THE DATA:
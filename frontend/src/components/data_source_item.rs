//! Sidebar entry for one data source.
//!
//! Clicking the card reports the source id through `on_select` so the
//! dashboard can swap its metric panel without navigating; the trailing
//! chevron is a plain router link to the source's detail page.

use common::model::HealthStatus;
use yew::{classes, html, AttrValue, Callback, Component, Context, Html, Properties};
use yew_router::prelude::*;

use crate::router::Route;

#[derive(Properties, PartialEq)]
pub struct DataSourceItemProps {
    pub id: AttrValue,
    pub name: AttrValue,
    pub status: HealthStatus,
    #[prop_or_default]
    pub selected: bool,
    pub on_select: Callback<String>,
}

pub enum Msg {
    Select,
}

pub struct DataSourceItem;

impl Component for DataSourceItem {
    type Message = Msg;
    type Properties = DataSourceItemProps;

    fn create(_ctx: &Context<Self>) -> Self {
        DataSourceItem
    }

    fn update(&mut self, ctx: &Context<Self>, msg: Self::Message) -> bool {
        match msg {
            Msg::Select => {
                let props = ctx.props();
                props.on_select.emit(props.id.to_string());
                false
            }
        }
    }

    fn view(&self, ctx: &Context<Self>) -> Html {
        let props = ctx.props();
        let card_class = classes!(
            "source-card",
            props.status.border_class(),
            props.selected.then_some("selected"),
        );

        html! {
            <div class={card_class} onclick={ctx.link().callback(|_| Msg::Select)}>
                <span class="source-name">{ props.name.clone() }</span>
                <div class="source-actions">
                    <div class={classes!("status-indicator", props.status.indicator_class())} />
                    <Link<Route>
                        to={Route::DataSourceDetail { id: props.id.to_string() }}
                        classes="source-open"
                    >
                        <i class="material-icons">{"chevron_right"}</i>
                    </Link<Route>>
                </div>
            </div>
        }
    }
}
//! Fallback view for unresolved identifiers and unknown routes.
//!
//! The only recovery action in scope is returning to the dashboard root,
//! so the view is a centered message plus that single button. Detail pages
//! embed this component when their path parameters fail to resolve.

use yew::{html, AttrValue, Component, Context, Html, Properties};
use yew_router::prelude::*;

use crate::router::Route;

#[derive(Properties, PartialEq)]
pub struct NotFoundProps {
    pub title: AttrValue,
}

pub struct NotFoundPage;

impl Component for NotFoundPage {
    type Message = ();
    type Properties = NotFoundProps;

    fn create(_ctx: &Context<Self>) -> Self {
        NotFoundPage
    }

    fn view(&self, ctx: &Context<Self>) -> Html {
        html! {
            <div class="not-found">
                <div class="not-found-body">
                    <h1>{ ctx.props().title.clone() }</h1>
                    <Link<Route> to={Route::Dashboard} classes="btn btn-primary">
                        <i class="material-icons">{"arrow_back"}</i>
                        {"Back to Dashboard"}
                    </Link<Route>>
                </div>
            </div>
        }
    }
}
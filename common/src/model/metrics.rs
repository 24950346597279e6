use serde::{Deserialize, Serialize};

/// One current snapshot of the six data-quality dimensions for a data
/// source. Each score is a percentage in `[0, 100]`; there is no history,
/// a source carries exactly one snapshot.
#[derive(Debug, Clone, PartialEq, Serialize, Deserialize)]
pub struct QualityMetrics {
    pub accuracy: f64,
    pub completeness: f64,
    pub consistency: f64,
    pub timeliness: f64,
    pub validity: f64,
    pub uniqueness: f64,
}

impl QualityMetrics {
    /// The six dimensions in display order, paired with their names.
    pub fn entries(&self) -> [(&'static str, f64); 6] {
        [
            ("Accuracy", self.accuracy),
            ("Completeness", self.completeness),
            ("Consistency", self.consistency),
            ("Timeliness", self.timeliness),
            ("Validity", self.validity),
            ("Uniqueness", self.uniqueness),
        ]
    }
}

#[cfg(test)]
mod tests {
    use super::*;

    #[test]
    fn entries_preserve_display_order_and_values() {
        let metrics = QualityMetrics {
            accuracy: 91.2,
            completeness: 88.7,
            consistency: 100.0,
            timeliness: 89.0,
            validity: 85.9,
            uniqueness: 98.5,
        };
        let entries = metrics.entries();
        assert_eq!(entries[0], ("Accuracy", 91.2));
        assert_eq!(entries[2], ("Consistency", 100.0));
        assert_eq!(entries[5], ("Uniqueness", 98.5));
    }
}
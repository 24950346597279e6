use yew::{html, AttrValue, Component, Context, Html, Properties};

#[derive(Properties, PartialEq)]
pub struct AlertBannerProps {
    pub message: AttrValue,
    pub count: usize,
}

pub struct AlertBanner;

impl Component for AlertBanner {
    type Message = ();
    type Properties = AlertBannerProps;

    fn create(_ctx: &Context<Self>) -> Self {
        AlertBanner
    }

    fn view(&self, ctx: &Context<Self>) -> Html {
        let props = ctx.props();
        html! {
            <div class="alert-banner">
                <i class="material-icons alert-icon">{"warning_amber"}</i>
                <span class="alert-text">
                    <b>{props.count}</b>{" "}{props.message.clone()}
                </span>
            </div>
        }
    }
}
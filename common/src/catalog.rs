//! Static catalog of data sources.
//!
//! The dataset is built once on first access and never mutated, so the
//! `'static` references handed out by the lookup functions stay valid for
//! the life of the process and are safe to read from anywhere. Lookups are
//! linear scans; the dataset is ten sources with a handful of tables each,
//! so nothing smarter is warranted.
//!
//! The only failure mode is an unknown identifier, reported as `None`.
//! Callers render a not-found fallback instead of panicking.

use std::sync::OnceLock;

use crate::model::metrics::QualityMetrics;
use crate::model::source::DataSource;
use crate::model::status::HealthStatus;
use crate::model::table::{DateRange, Table, TableColumn};

static DATA_SOURCES: OnceLock<Vec<DataSource>> = OnceLock::new();

/// All data sources, in sidebar display order.
pub fn data_sources() -> &'static [DataSource] {
    DATA_SOURCES.get_or_init(build_catalog)
}

/// Looks a data source up by id. `None` when the id is unknown.
pub fn find_data_source(id: &str) -> Option<&'static DataSource> {
    data_sources().iter().find(|source| source.id == id)
}

/// Resolves a table through its composite `(source_id, table_id)` key and
/// returns it together with the owning source.
pub fn find_table(source_id: &str, table_id: &str) -> Option<(&'static DataSource, &'static Table)> {
    let source = find_data_source(source_id)?;
    let table = source.tables.iter().find(|table| table.id == table_id)?;
    Some((source, table))
}

/// Number of sources currently in a warning or error state. Drives the
/// dashboard alert banner.
pub fn degraded_source_count() -> usize {
    data_sources()
        .iter()
        .filter(|source| source.status.is_degraded())
        .count()
}

fn col(
    name: &str,
    data_type: &str,
    description: &str,
    nullable: bool,
    primary_key: bool,
) -> TableColumn {
    TableColumn {
        name: name.to_string(),
        data_type: data_type.to_string(),
        description: description.to_string(),
        nullable,
        primary_key,
    }
}

fn strs(items: &[&str]) -> Vec<String> {
    items.iter().map(|item| item.to_string()).collect()
}

fn range(from: &str, to: &str) -> DateRange {
    DateRange {
        from: from.to_string(),
        to: to.to_string(),
    }
}
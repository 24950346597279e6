pub mod dashboard;
pub mod data_source_detail;
pub mod not_found;
pub mod table_detail;

/// Sets the browser tab title. No-op outside a browser context.
pub fn set_document_title(title: &str) {
    if let Some(document) = web_sys::window().and_then(|window| window.document()) {
        document.set_title(title);
    }
}
pub mod catalog;
pub mod model;
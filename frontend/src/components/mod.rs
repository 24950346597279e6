pub mod alert_banner;
pub mod data_source_item;
pub mod metric_card;
pub mod metric_grid;
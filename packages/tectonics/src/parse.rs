//! Converts a plate-boundary `GeoJSON` document into [`BoundarySet`] values.
//!
//! Only `LineString` geometries are kept. Features of any other geometry
//! type, or with no geometry at all, are skipped.

use geo::LineString;
use geojson::GeoJson;

use crate::{BoundaryLine, BoundarySet, TectonicsError};

/// Property holding the boundary's plate-pair name (e.g. `"AF-AN"`).
const NAME_PROPERTY: &str = "Name";

/// Parses a `GeoJSON` `FeatureCollection` body.
///
/// # Errors
///
/// Returns [`TectonicsError::Parse`] if the body is not valid `GeoJSON`,
/// or [`TectonicsError::Format`] if it is not a `FeatureCollection`.
pub fn parse_boundaries(body: &str) -> Result<BoundarySet, TectonicsError> {
    let GeoJson::FeatureCollection(collection) = body.parse::<GeoJson>()? else {
        return Err(TectonicsError::Format {
            message: "expected a FeatureCollection".to_string(),
        });
    };

    let total = collection.features.len();
    let lines: Vec<BoundaryLine> = collection
        .features
        .iter()
        .filter_map(line_from_feature)
        .collect();

    if lines.len() < total {
        log::debug!(
            "Skipped {} of {total} boundary features without LineString geometry",
            total - lines.len()
        );
    }

    Ok(BoundarySet { lines })
}

fn line_from_feature(feature: &geojson::Feature) -> Option<BoundaryLine> {
    let geometry = feature.geometry.as_ref()?;
    let geojson::Value::LineString(positions) = &geometry.value else {
        return None;
    };

    let coords: Vec<(f64, f64)> = positions
        .iter()
        .filter_map(|position| match position.as_slice() {
            [lon, lat, ..] => Some((*lon, *lat)),
            _ => None,
        })
        .collect();

    if coords.is_empty() {
        return None;
    }

    let name = feature
        .property(NAME_PROPERTY)
        .and_then(serde_json::Value::as_str)
        .map(str::to_string);

    Some(BoundaryLine {
        name,
        line: LineString::from(coords),
    })
}
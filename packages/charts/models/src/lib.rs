#![cfg_attr(feature = "fail-on-warnings", deny(warnings))]
#![warn(clippy::all, clippy::pedantic, clippy::nursery, clippy::cargo)]
#![allow(clippy::multiple_crate_versions, clippy::cargo_common_metadata)]

//! Serializable chart definitions for the earthquake dashboard.
//!
//! Each type fully describes one chart: data points, category ordering,
//! colors and pre-rendered hover text. A frontend only has to draw them.

use quake_map_quake_models::CountBucket;
use serde::{Deserialize, Serialize};

/// A geographic position.
#[derive(Debug, Clone, Copy, PartialEq, Serialize, Deserialize)]
#[serde(rename_all = "camelCase")]
pub struct LatLon {
    /// Latitude in degrees.
    pub lat: f64,
    /// Longitude in degrees.
    pub lon: f64,
}

/// Initial viewport of a map chart.
#[derive(Debug, Clone, Copy, PartialEq, Serialize, Deserialize)]
#[serde(rename_all = "camelCase")]
pub struct MapViewport {
    /// Map center.
    pub center: LatLon,
    /// Zoom level.
    pub zoom: f64,
    /// Height in pixels.
    pub height: u32,
}

/// Styling shared by every bar of the yearly chart.
#[derive(Debug, Clone, PartialEq, Serialize, Deserialize)]
#[serde(rename_all = "camelCase")]
pub struct BarStyle {
    /// Bar fill color.
    pub fill_color: String,
    /// Bar outline color.
    pub line_color: String,
    /// Bar outline width.
    pub line_width: f64,
    /// Bar opacity.
    pub opacity: f64,
}

/// One bar of the yearly chart.
#[derive(Debug, Clone, PartialEq, Serialize, Deserialize)]
#[serde(rename_all = "camelCase")]
pub struct YearBar {
    /// Year, drawn on a category axis.
    pub year: i32,
    /// Number of events.
    pub amount: u64,
    /// Hover text lines.
    pub hover: Vec<String>,
    /// Whether this bar is the current selection.
    pub selected: bool,
}

/// Yearly event counts; clicking a bar selects that year.
#[derive(Debug, Clone, PartialEq, Serialize, Deserialize)]
#[serde(rename_all = "camelCase")]
pub struct BarChart {
    /// Chart title.
    pub title: String,
    /// X axis title.
    pub x_axis_title: String,
    /// Y axis title.
    pub y_axis_title: String,
    /// Bar styling.
    pub style: BarStyle,
    /// Bars in ascending year order.
    pub bars: Vec<YearBar>,
}

/// A single plotted earthquake.
#[derive(Debug, Clone, PartialEq, Serialize, Deserialize)]
#[serde(rename_all = "camelCase")]
pub struct MapPoint {
    /// Latitude.
    pub lat: f64,
    /// Longitude.
    pub lon: f64,
    /// Magnitude.
    pub magnitude: f64,
    /// Magnitude bucket label.
    pub category: String,
    /// Marker color for `category`.
    pub color: String,
    /// Hover text lines.
    pub hover: Vec<String>,
}

/// A line layer drawn over a map.
#[derive(Debug, Clone, PartialEq, Serialize, Deserialize)]
#[serde(rename_all = "camelCase")]
pub struct LineOverlay {
    /// Layer name.
    pub name: String,
    /// Line color.
    pub color: String,
    /// Line width.
    pub width: f64,
    /// Whether the layer appears in the legend.
    pub show_legend: bool,
    /// Ordered `[lon, lat]` pairs.
    pub coordinates: Vec<[f64; 2]>,
}

/// Legend entry of a categorical color scale.
#[derive(Debug, Clone, PartialEq, Eq, Serialize, Deserialize)]
#[serde(rename_all = "camelCase")]
pub struct LegendEntry {
    /// Category label.
    pub label: String,
    /// Color.
    pub color: String,
}

/// Epicenter scatter map.
#[derive(Debug, Clone, PartialEq, Serialize, Deserialize)]
#[serde(rename_all = "camelCase")]
pub struct PointMap {
    /// Initial viewport.
    pub viewport: MapViewport,
    /// Legend title.
    pub legend_title: String,
    /// Legend in display order.
    pub legend: Vec<LegendEntry>,
    /// Marker size in pixels.
    pub marker_size: u32,
    /// Plotted events.
    pub points: Vec<MapPoint>,
    /// Line layers (plate boundaries when enabled).
    pub overlays: Vec<LineOverlay>,
}

/// One region of the choropleth.
#[derive(Debug, Clone, PartialEq, Eq, Serialize, Deserialize)]
#[serde(rename_all = "camelCase")]
pub struct ChoroplethRegion {
    /// Region name used as the location key.
    pub region: String,
    /// Number of events.
    pub count: u64,
    /// Count bucket.
    pub bucket: CountBucket,
    /// Fill color for `bucket`.
    pub color: String,
}

/// Regions colored by event count bucket.
#[derive(Debug, Clone, PartialEq, Eq, Serialize, Deserialize)]
#[serde(rename_all = "camelCase")]
pub struct Choropleth {
    /// Chart title.
    pub title: String,
    /// How `region` values are resolved to shapes.
    pub location_mode: String,
    /// Map projection.
    pub projection: String,
    /// Legend title.
    pub legend_title: String,
    /// Legend in display order.
    pub legend: Vec<LegendEntry>,
    /// Regions sorted by name.
    pub regions: Vec<ChoroplethRegion>,
}

/// One slice of the magnitude pie.
#[derive(Debug, Clone, PartialEq, Eq, Serialize, Deserialize)]
#[serde(rename_all = "camelCase")]
pub struct PieSlice {
    /// Bucket label.
    pub label: String,
    /// Number of events.
    pub count: u64,
    /// Slice color.
    pub color: String,
}

/// Magnitude distribution of the selected year(s) and region.
#[derive(Debug, Clone, PartialEq, Eq, Serialize, Deserialize)]
#[serde(tag = "type", rename_all = "snake_case")]
pub enum PieChart {
    /// Nothing to draw for the current filters.
    NoData {
        /// Message to show instead of the chart.
        message: String,
    },
    /// A drawable pie.
    Chart {
        /// Chart title.
        title: String,
        /// Legend title.
        legend_title: String,
        /// Legend in display order.
        legend: Vec<LegendEntry>,
        /// Non-empty slices in bucket order.
        slices: Vec<PieSlice>,
    },
}

/// Small map of the strongest events.
#[derive(Debug, Clone, PartialEq, Serialize, Deserialize)]
#[serde(rename_all = "camelCase")]
pub struct MiniMap {
    /// Section heading.
    pub title: String,
    /// Initial viewport.
    pub viewport: MapViewport,
    /// Legend title.
    pub legend_title: String,
    /// Marker size in pixels.
    pub marker_size: u32,
    /// Plotted events, weakest category first.
    pub points: Vec<MapPoint>,
}
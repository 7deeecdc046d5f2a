#![cfg_attr(feature = "fail-on-warnings", deny(warnings))]
#![warn(clippy::all, clippy::pedantic, clippy::nursery, clippy::cargo)]
#![allow(clippy::multiple_crate_versions, clippy::cargo_common_metadata)]

//! Interactive dashboard core.
//!
//! A render is a pure function of the selection state, the loaded table and
//! the overlay outcome. Interactions go through [`reduce`]; nothing else
//! survives between renders.

pub mod selection;
pub mod view;

pub use quake_map_dashboard_models::{DashboardEvent, DashboardView, SelectionState};
pub use selection::reduce;
pub use view::{Overlay, render};
#![cfg_attr(feature = "fail-on-warnings", deny(warnings))]
#![warn(clippy::all, clippy::pedantic, clippy::nursery, clippy::cargo)]
#![allow(clippy::multiple_crate_versions, clippy::cargo_common_metadata)]

//! Aggregation pipeline over the earthquake table.
//!
//! The dashboard first narrows the base table with [`filters`], then
//! derives every view from that subset. The only exception is the yearly
//! bar chart, whose [`summary::per_year_summary`] always runs over the
//! unfiltered table because it represents every year.

pub mod filters;
pub mod magnitudes;
pub mod regions;
pub mod summary;

pub use filters::{filter_by_region, filter_by_year};
pub use magnitudes::{magnitude_histogram, pie_data, top3_by_magnitude};
pub use regions::{region_counts, region_options};
pub use summary::per_year_summary;
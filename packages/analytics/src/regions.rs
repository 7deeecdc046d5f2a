//! Region-level aggregates for the choropleth and the region dropdown.

use std::collections::{BTreeMap, BTreeSet};

use quake_map_analytics_models::RegionCount;
use quake_map_quake_models::{ALL_REGIONS, CountBucket, EarthquakeTable, normalize_region};

/// Counts events per normalized region, sorted by region name.
///
/// Rows without a region are dropped. Names differing only in case or
/// surrounding whitespace are merged.
#[must_use]
pub fn region_counts(table: &EarthquakeTable) -> Vec<RegionCount> {
    let mut counts: BTreeMap<String, u64> = BTreeMap::new();
    for region in table.iter().filter_map(|r| r.region.as_deref()) {
        *counts.entry(normalize_region(region)).or_insert(0) += 1;
    }

    counts
        .into_iter()
        .map(|(region, count)| RegionCount {
            region,
            count,
            bucket: CountBucket::from_count(count),
        })
        .collect()
}

/// Dropdown options: [`ALL_REGIONS`] followed by every distinct recorded
/// region in ascending order.
#[must_use]
pub fn region_options(table: &EarthquakeTable) -> Vec<String> {
    let distinct: BTreeSet<&str> = table.iter().filter_map(|r| r.region.as_deref()).collect();

    std::iter::once(ALL_REGIONS)
        .chain(distinct)
        .map(str::to_string)
        .collect()
}
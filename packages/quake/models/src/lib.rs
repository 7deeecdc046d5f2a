#![cfg_attr(feature = "fail-on-warnings", deny(warnings))]
#![warn(clippy::all, clippy::pedantic, clippy::nursery, clippy::cargo)]
#![allow(clippy::multiple_crate_versions, clippy::cargo_common_metadata)]

//! Earthquake record types, magnitude bin sets, and region count buckets.
//!
//! This crate defines the canonical row type of the earthquake dataset and
//! the fixed discretizations used across the dashboard: two magnitude bin
//! sets (one per display context) and the six ordinal region-count buckets.

use serde::{Deserialize, Serialize};
use strum_macros::{AsRefStr, Display, EnumString};

/// Region filter value meaning "every region".
pub const ALL_REGIONS: &str = "All";

/// One row of the earthquake dataset.
///
/// Only `year` is mandatory. Rows missing coordinates or magnitude are kept
/// in the table and dropped from the individual aggregates that need them.
#[derive(Debug, Clone, PartialEq, Serialize, Deserialize)]
#[serde(rename_all = "camelCase")]
pub struct EarthquakeRecord {
    /// Calendar year of the event.
    pub year: i32,
    /// Moment magnitude (the dataset only contains events >= 5.0).
    pub magnitude: Option<f64>,
    /// Epicenter latitude in degrees.
    pub latitude: Option<f64>,
    /// Epicenter longitude in degrees.
    pub longitude: Option<f64>,
    /// Hypocenter depth in kilometres.
    pub depth: Option<f64>,
    /// Number of seismic stations used for the solution.
    pub stations_used: Option<u32>,
    /// Country or region name as it appears in the source file.
    pub region: Option<String>,
}

impl EarthquakeRecord {
    /// Returns `(latitude, longitude, magnitude)` if all three are present.
    #[must_use]
    pub fn located_magnitude(&self) -> Option<(f64, f64, f64)> {
        Some((self.latitude?, self.longitude?, self.magnitude?))
    }
}

/// An immutable, in-memory earthquake table.
///
/// Filtering always produces a new table; the loaded base table is shared
/// behind an `Arc` and never mutated.
#[derive(Debug, Clone, Default, PartialEq, Serialize, Deserialize)]
pub struct EarthquakeTable {
    rows: Vec<EarthquakeRecord>,
}

impl EarthquakeTable {
    /// Creates a table from rows, preserving their order.
    #[must_use]
    pub const fn new(rows: Vec<EarthquakeRecord>) -> Self {
        Self { rows }
    }

    /// Returns the rows in source order.
    #[must_use]
    pub fn rows(&self) -> &[EarthquakeRecord] {
        &self.rows
    }

    /// Iterates over the rows in source order.
    pub fn iter(&self) -> std::slice::Iter<'_, EarthquakeRecord> {
        self.rows.iter()
    }

    /// Number of rows.
    #[must_use]
    pub fn len(&self) -> usize {
        self.rows.len()
    }

    /// Whether the table has no rows.
    #[must_use]
    pub fn is_empty(&self) -> bool {
        self.rows.is_empty()
    }

    /// Returns a new table containing the rows matching `predicate`.
    #[must_use]
    pub fn filter(&self, predicate: impl Fn(&EarthquakeRecord) -> bool) -> Self {
        Self {
            rows: self.rows.iter().filter(|r| predicate(r)).cloned().collect(),
        }
    }
}

impl FromIterator<EarthquakeRecord> for EarthquakeTable {
    fn from_iter<T: IntoIterator<Item = EarthquakeRecord>>(iter: T) -> Self {
        Self {
            rows: iter.into_iter().collect(),
        }
    }
}

impl<'a> IntoIterator for &'a EarthquakeTable {
    type Item = &'a EarthquakeRecord;
    type IntoIter = std::slice::Iter<'a, EarthquakeRecord>;

    fn into_iter(self) -> Self::IntoIter {
        self.rows.iter()
    }
}

/// A fixed, ordered set of half-open magnitude intervals.
///
/// Bucket `i` covers `[lower_bounds[i], lower_bounds[i + 1])`; the last
/// bucket is unbounded above. A value exactly on a boundary belongs to the
/// upper bucket.
#[derive(Debug, Clone, Copy, PartialEq)]
pub struct MagnitudeBinSet {
    lower_bounds: &'static [f64],
    labels: &'static [&'static str],
}

/// Bins for the epicenter map: finer granularity above 7.0.
pub const MAP_BINS: MagnitudeBinSet = MagnitudeBinSet {
    lower_bounds: &[
        5.0, 5.15, 5.35, 5.55, 5.75, 6.0, 6.15, 6.35, 6.55, 6.75, 7.0, 7.5,
    ],
    labels: &[
        "5.0–5.1", "5.2–5.3", "5.4–5.5", "5.6–5.7", "5.8–5.9", "6.0–6.1", "6.2–6.3", "6.4–6.5",
        "6.6-6.7", "6.8-6.9", "7.0-7.5", "7.5+",
    ],
};

/// Bins for the magnitude pie: everything from 6.55 up collapses into `6.6+`.
pub const PIE_BINS: MagnitudeBinSet = MagnitudeBinSet {
    lower_bounds: &[5.0, 5.15, 5.35, 5.55, 5.75, 6.0, 6.15, 6.35, 6.55],
    labels: &[
        "5.0–5.1", "5.2–5.3", "5.4–5.5", "5.6–5.7", "5.8–5.9", "6.0–6.1", "6.2–6.3", "6.4–6.5",
        "6.6+",
    ],
};

impl MagnitudeBinSet {
    /// Bucket labels in ascending magnitude order.
    #[must_use]
    pub const fn labels(&self) -> &'static [&'static str] {
        self.labels
    }

    /// Number of buckets.
    #[must_use]
    pub const fn len(&self) -> usize {
        self.labels.len()
    }

    /// Always `false`; both bin sets are non-empty.
    #[must_use]
    pub const fn is_empty(&self) -> bool {
        self.labels.is_empty()
    }

    /// Index of the bucket containing `magnitude`.
    ///
    /// Returns `None` for values below the first bound and for `NaN`.
    #[must_use]
    pub fn bucket_index(&self, magnitude: f64) -> Option<usize> {
        if magnitude.is_nan() {
            return None;
        }
        self.lower_bounds
            .partition_point(|bound| *bound <= magnitude)
            .checked_sub(1)
    }

    /// Label of the bucket containing `magnitude`.
    #[must_use]
    pub fn label(&self, magnitude: f64) -> Option<&'static str> {
        self.bucket_index(magnitude).map(|i| self.labels[i])
    }

    /// Position of `label` in this set's ordering.
    #[must_use]
    pub fn position(&self, label: &str) -> Option<usize> {
        self.labels.iter().position(|l| *l == label)
    }
}

/// Ordinal bucket for the number of events recorded in a region.
#[derive(
    Debug,
    Clone,
    Copy,
    PartialEq,
    Eq,
    PartialOrd,
    Ord,
    Hash,
    Serialize,
    Deserialize,
    Display,
    EnumString,
    AsRefStr,
)]
pub enum CountBucket {
    /// At most one event.
    #[serde(rename = "1")]
    #[strum(serialize = "1")]
    One,
    /// Two or three events.
    #[serde(rename = "2–3")]
    #[strum(serialize = "2–3")]
    TwoToThree,
    /// Four to six events.
    #[serde(rename = "4–6")]
    #[strum(serialize = "4–6")]
    FourToSix,
    /// Seven to ten events.
    #[serde(rename = "7–10")]
    #[strum(serialize = "7–10")]
    SevenToTen,
    /// Eleven to twenty events.
    #[serde(rename = "11–20")]
    #[strum(serialize = "11–20")]
    ElevenToTwenty,
    /// More than twenty events.
    #[serde(rename = "21+")]
    #[strum(serialize = "21+")]
    TwentyOnePlus,
}

impl CountBucket {
    /// Maps an event count onto its bucket.
    ///
    /// Bins are right-closed: `(-1, 1]`, `(1, 3]`, `(3, 6]`, `(6, 10]`,
    /// `(10, 20]`, `(20, ∞)`. Zero falls into the first bucket.
    #[must_use]
    pub const fn from_count(count: u64) -> Self {
        match count {
            0..=1 => Self::One,
            2..=3 => Self::TwoToThree,
            4..=6 => Self::FourToSix,
            7..=10 => Self::SevenToTen,
            11..=20 => Self::ElevenToTwenty,
            _ => Self::TwentyOnePlus,
        }
    }

    /// Returns all variants in ascending order.
    #[must_use]
    pub const fn all() -> &'static [Self] {
        &[
            Self::One,
            Self::TwoToThree,
            Self::FourToSix,
            Self::SevenToTen,
            Self::ElevenToTwenty,
            Self::TwentyOnePlus,
        ]
    }
}

/// Normalizes a region name: title-cases every word and trims whitespace.
///
/// A letter is upper-cased when it follows a non-letter (or starts the
/// string) and lower-cased otherwise, so `"bosnia and herzegovina"` becomes
/// `"Bosnia And Herzegovina"`. The result is a fixed point of this function.
#[must_use]
pub fn normalize_region(raw: &str) -> String {
    let mut out = String::with_capacity(raw.len());
    let mut prev_is_letter = false;

    for ch in raw.trim().chars() {
        if ch.is_alphabetic() {
            if prev_is_letter {
                out.extend(ch.to_lowercase());
            } else {
                out.extend(ch.to_uppercase());
            }
            prev_is_letter = true;
        } else {
            out.push(ch);
            prev_is_letter = false;
        }
    }

    out
}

HOW TO COMPLETE THIS TASK:
Return each line of the listing that holds the string "appears".

PROBLEM SOLUTION:
    /// Whether the layer appears in the legend.
    /// Country or region name as it appears in the source file.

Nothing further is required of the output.